Hans-Heinrich Dieter

NATO-Russland-Rat   (25.10.2013)

 

Ãœber zwanzig Jahre nach Beendigung des Kalten Krieges ist konfrontatives Denken zwischen der NATO und Russland nicht überwunden. Zwar arbeiten die NATO und Russland in der Verteidigungs- und Sicherheitspolitik seit 1991 offiziell zusammen und im Mai 1997 wurde der „Ständige Gemeinsame NATO-Russland-Rat“ geschaffen, 2001 Informationsbüros und ständige Vertretungen wechselseitig eingerichtet sowie 2002 der gemeinsame Rat - auch auf Drängen Deutschlands - zum „NATO-Russland-Rat“ (NRR) weiterentwickelt, eine echte und fruchtbare Zusammenarbeit ist daraus aber nicht entstanden. Die Arbeit des NATO-Russland-Rates wurde vielmehr im Zusammenhang mit dem Georgienkonflikt 2008 auf Beschluss der Außenminister der NATO ausgesetzt und erst im März 2009 formal wieder aufgenommen. Die langjährige Permaeisschicht ist etwas angetaut, geschmolzen ist sie bisher nicht. Ein wirklicher Neuanfang der Beziehungen, der eigentlich nur durch Präsident Obama und Präsident Putin eingeleitet werden kann, ist bisher nicht gelungen. Um das Fühlen in den Kategorien des Kalten Krieges zu überwinden, müssten Obama und Putin - zusammen mit der NATO - beginnen, in neuen Kategorien wirklicher sicherheitspolitischer Kooperation zu denken. Dazu ist der Friedensnobelpreisträger Obama zu schwach, der "lupenreine Demokrat" Putin zu sehr in neo-totalitären Großrussland-Vorstellungen gefangen und die NATO intern zu wenig kooperationsfähig. Deswegen sind die Perspektiven wenig hoffnungsvoll.

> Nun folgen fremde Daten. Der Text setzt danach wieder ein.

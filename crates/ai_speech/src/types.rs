//! Types for speech processing
//!
//! Data structures for audio data, formats, and transcriptions.

use serde::{Deserialize, Serialize};

/// Supported audio container formats
#[derive(Debug, Clone, Copy, PartialEq, Eq, Hash, Serialize, Deserialize)]
#[serde(rename_all = "lowercase")]
pub enum AudioFormat {
    /// MP3 format
    Mp3,
    /// WAV format (uncompressed)
    Wav,
    /// OGG container
    Ogg,
    /// FLAC format (lossless)
    Flac,
    /// WebM format (browser capture widgets)
    Webm,
}

impl AudioFormat {
    /// Get the MIME type for this audio format
    #[must_use]
    pub const fn mime_type(&self) -> &'static str {
        match self {
            Self::Mp3 => "audio/mpeg",
            Self::Wav => "audio/wav",
            Self::Ogg => "audio/ogg",
            Self::Flac => "audio/x-flac",
            Self::Webm => "audio/webm",
        }
    }

    /// Get the file extension for this audio format
    #[must_use]
    pub const fn extension(&self) -> &'static str {
        match self {
            Self::Mp3 => "mp3",
            Self::Wav => "wav",
            Self::Ogg => "ogg",
            Self::Flac => "flac",
            Self::Webm => "webm",
        }
    }

    /// Resolve a format from a MIME type, ignoring parameters
    #[must_use]
    pub fn from_mime_type(mime: &str) -> Option<Self> {
        let essence = mime.split(';').next().unwrap_or(mime).trim();
        match essence {
            "audio/mpeg" | "audio/mp3" => Some(Self::Mp3),
            "audio/wav" | "audio/x-wav" | "audio/wave" => Some(Self::Wav),
            "audio/ogg" => Some(Self::Ogg),
            "audio/flac" | "audio/x-flac" => Some(Self::Flac),
            "audio/webm" => Some(Self::Webm),
            _ => None,
        }
    }
}

/// Audio bytes together with their container format
#[derive(Debug, Clone, PartialEq, Eq)]
pub struct AudioData {
    data: Vec<u8>,
    format: AudioFormat,
}

impl AudioData {
    /// Create new audio data
    #[must_use]
    pub const fn new(data: Vec<u8>, format: AudioFormat) -> Self {
        Self { data, format }
    }

    /// Get the raw audio bytes
    #[must_use]
    pub fn data(&self) -> &[u8] {
        &self.data
    }

    /// Consume and return the raw audio bytes
    #[must_use]
    pub fn into_data(self) -> Vec<u8> {
        self.data
    }

    /// Get the audio format
    #[must_use]
    pub const fn format(&self) -> AudioFormat {
        self.format
    }

    /// Get the size of the audio data in bytes
    #[must_use]
    pub fn size_bytes(&self) -> usize {
        self.data.len()
    }

    /// Check if the audio data is empty
    #[must_use]
    pub fn is_empty(&self) -> bool {
        self.data.is_empty()
    }

    /// Get the MIME type for this audio
    #[must_use]
    pub const fn mime_type(&self) -> &'static str {
        self.format.mime_type()
    }
}

/// Result of speech-to-text transcription
#[derive(Debug, Clone, Serialize, Deserialize)]
pub struct Transcription {
    /// Transcribed text
    pub text: String,
    /// Confidence score (0.0 - 1.0)
    pub confidence: Option<f32>,
}

impl Transcription {
    /// Create a simple transcription with just text
    #[must_use]
    pub fn new(text: impl Into<String>) -> Self {
        Self {
            text: text.into(),
            confidence: None,
        }
    }

    /// Set the confidence score
    #[must_use]
    pub const fn with_confidence(mut self, confidence: f32) -> Self {
        self.confidence = Some(confidence);
        self
    }

    /// Check if the transcription is empty
    #[must_use]
    pub fn is_empty(&self) -> bool {
        self.text.trim().is_empty()
    }
}

#[cfg(test)]
mod tests {
    use super::*;

    #[test]
    fn mime_types_are_stable() {
        assert_eq!(AudioFormat::Mp3.mime_type(), "audio/mpeg");
        assert_eq!(AudioFormat::Flac.mime_type(), "audio/x-flac");
    }

    #[test]
    fn from_mime_type_ignores_parameters() {
        assert_eq!(
            AudioFormat::from_mime_type("audio/wav; rate=16000"),
            Some(AudioFormat::Wav)
        );
    }

    #[test]
    fn from_mime_type_accepts_aliases() {
        assert_eq!(AudioFormat::from_mime_type("audio/mp3"), Some(AudioFormat::Mp3));
        assert_eq!(AudioFormat::from_mime_type("audio/x-wav"), Some(AudioFormat::Wav));
    }

    #[test]
    fn from_mime_type_rejects_unknown() {
        assert_eq!(AudioFormat::from_mime_type("video/mp4"), None);
    }

    #[test]
    fn audio_data_accessors() {
        let audio = AudioData::new(vec![1, 2, 3], AudioFormat::Wav);
        assert_eq!(audio.size_bytes(), 3);
        assert_eq!(audio.format(), AudioFormat::Wav);
        assert_eq!(audio.mime_type(), "audio/wav");
        assert!(!audio.is_empty());
        assert_eq!(audio.into_data(), vec![1, 2, 3]);
    }

    #[test]
    fn transcription_builder() {
        let t = Transcription::new("hello").with_confidence(0.9);
        assert_eq!(t.text, "hello");
        assert_eq!(t.confidence, Some(0.9));
        assert!(!t.is_empty());
    }

    #[test]
    fn whitespace_transcription_is_empty() {
        assert!(Transcription::new("  \n ").is_empty());
    }
}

Zum ersten Mal seit zweieinhalb Jahren traf sich jetzt in Brüssel der Nato-Russland-Rat im Rahmen der NATO-Verteidigungsminister-Tagung. Ein positives Zeichen. Die Verteidigungsminister der 28 Nato-Staaten wollten mit ihrem russischen Amtskollegen Schoigu über eine mögliche Zusammenarbeit in Militärfragen sprechen. Die entscheidende Kontroverse um die von Moskau abgelehnte Raketenabwehr konnte aber offenbar nicht überwunden werden. Ergebnisse der Tagung wurden von den Medien nicht aufgegriffen, weil es wohl keine gab. Von konkreter Zusammenarbeit in militärischen Fragen sind die Ratsmitglieder unverändert weit entfernt. Das liegt an der Politik und Interessenwahrnehmung beider Seiten. Ein Ergebnis ist die Unfähigkeit von West und Ost, ein so drängendes, humanitäres und auch schwerwiegendes Problem wie die Syrien-Krise gemeinsam anzupacken und einer zeitgerechten Lösung zuzuführen.

Dabei wird eine sicherheitspolitische Zusammenarbeit der NATO - und auch der Europäischen Union - mit Russland immer drängender und wichtiger, je mehr die zunehmend politisch desolate Führungsmacht USA an Ansehen, Vertrauen und Einflussmöglichkeiten verliert, sich zunehmend dem pazifischen Raum zuwendet und ihrer Führungsverantwortung im transatlantischen Raum nicht mehr gerecht werden kann oder will. Die NATO wird sich dabei aber nur maßgeblich einbringen können, wenn sie gemeinsam weiß, was sie sicherheitspolitisch nach Afghanistan an Verantwortung tragen und wie sie einer solchen Verantwortung mit einsatzfähigen Streitkräften gemeinsam gerecht werden will. Derzeit hat man eher den Eindruck als ob sich die NATO in einer Art Sinnkrise befindet.

Immerhin hat der NATO-Russland-Rat den Terroranschlag vom 21.10.2013 auf einen Linienbus in Wolgograd gemeinsam verurteilt. Als Neuanfang in der Zusammenarbeit zur Terrorabwehr kann das aber wohl noch nicht gewertet werden.